Financial Markets Authority (FMA) monitoring of KiwiSaver has again raised issues about the action, or inaction, of trustees.

In a quarterly stakeholder market update in Auckland, FMA head of compliance monitoring, Elaine Campbell, outlined five areas where the regulator wants to see improvement after a recent monitoring project on KiwiSaver offer documents.

One of these was "concerns about disclaimers accompanying trustees' statements in prospectuses."

"These statements included disclaimers to the effect that the trustee had not checked the information provided by the manager to assess the manager's compliance with the obligations in the Trust Deed," Campbell said.

"Disclaimers of that nature are not consistent with our view of what the trustee's role as a front line supervisor in this space is about, or what we expect the trustee to be doing in terms of its monitoring of the manager."

She said the FMA had subsequently engaged with trustees.

Pushed further on trustees Campbell said the problem wasn't necessarily that compliance hadn't been undertaken, it was more that the language perhaps wasn't accurately reflecting the work that was being performed.

"So what we've sought to do is be clear around our expectations of what that language should look like, given our expectations of the work a trustee should be performing to satisfy itself that the manager is indeed compliant with its trust deed," said Campbell (pictured above).

Under the Securities Trustees and Statutory Supervisors Act 2011, securities trustees and statutory supervisors must be licenced. The FMA has powers to oversee their performance.

On the securities trustees and statutory supervisors law Campbell said; "The reason this work is important is the focus of this piece of legislation is on protecting the interests of investors and on enhancing investor confidence. Investors place reliance, and often these investors are vulnerable, on the trustees effective performance of their responsibilities."

Campbell said the FMA had recently issued guidance to licenced supervisors and trustees on factors they should consider.

"It focuses on our expectations of the culture and qualities that the licenced trustee demonstrates, the supervisor will demonstrate, and the monitoring we expect they'll undertake of their supervised interest."

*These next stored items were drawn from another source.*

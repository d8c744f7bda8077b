// SPDX-FileCopyrightText: 2026 Weliive Contributors
// SPDX-License-Identifier: MIT OR Apache-2.0

//! Hot-lead detection for the Weliive engine.
//!
//! [`KeywordScorer`] is a zero-cost heuristic: no model call, no network.
//! It implements [`weliive_core::LeadClassifier`], which is all the message
//! store depends on.

pub mod scorer;

pub use scorer::KeywordScorer;
pub use weliive_config::model::LeadPolicy;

Finance companies & 'a curious group of old established trustee firms' 

Trustees fulfilled a similar role with finance companies as they are now fulfilling with KiwiSaver providers. Dozens of finance companies collapsed between 2006 and 2011. See full details in our Deep Freeze list here.

In his book Crisis: One central bank governor & the global financial collapse, ex-Reserve Bank Governor Alan Bollard wrote about being unimpressed with trustee oversight of finance companies. 

"Who had been responsible for this state of affairs? Under-prepared over-optimistic, unprincipled financiers? A gullible, under educated investing public? Inadequately attentive regulators? An under-resourced and under-committed trustee industry?," Bollard wrote.

"Our corrective focus was on the latter, a curious group of old established trustee firms who contract with finance companies to supervise the trust deeds under which the companies take debentures from the public.

"The more we examined their performance, the less impressed we were. One or two trustee firms had been particularly prominent in supervising the riskier end of the finance industry. We had some tough talks with these trustees, telling them the future had to be different and wanting to know how they intended to prepare. Some of them were surprised, indeed angry, at our response," wrote Bollard.

Meanwhile, a recent cabinet paper released by Commerce Minister Craig Foss on the Financial Markets Conduct (FMC) Bill includes a proposal for licenced trustees to have a whistle blowing obligation.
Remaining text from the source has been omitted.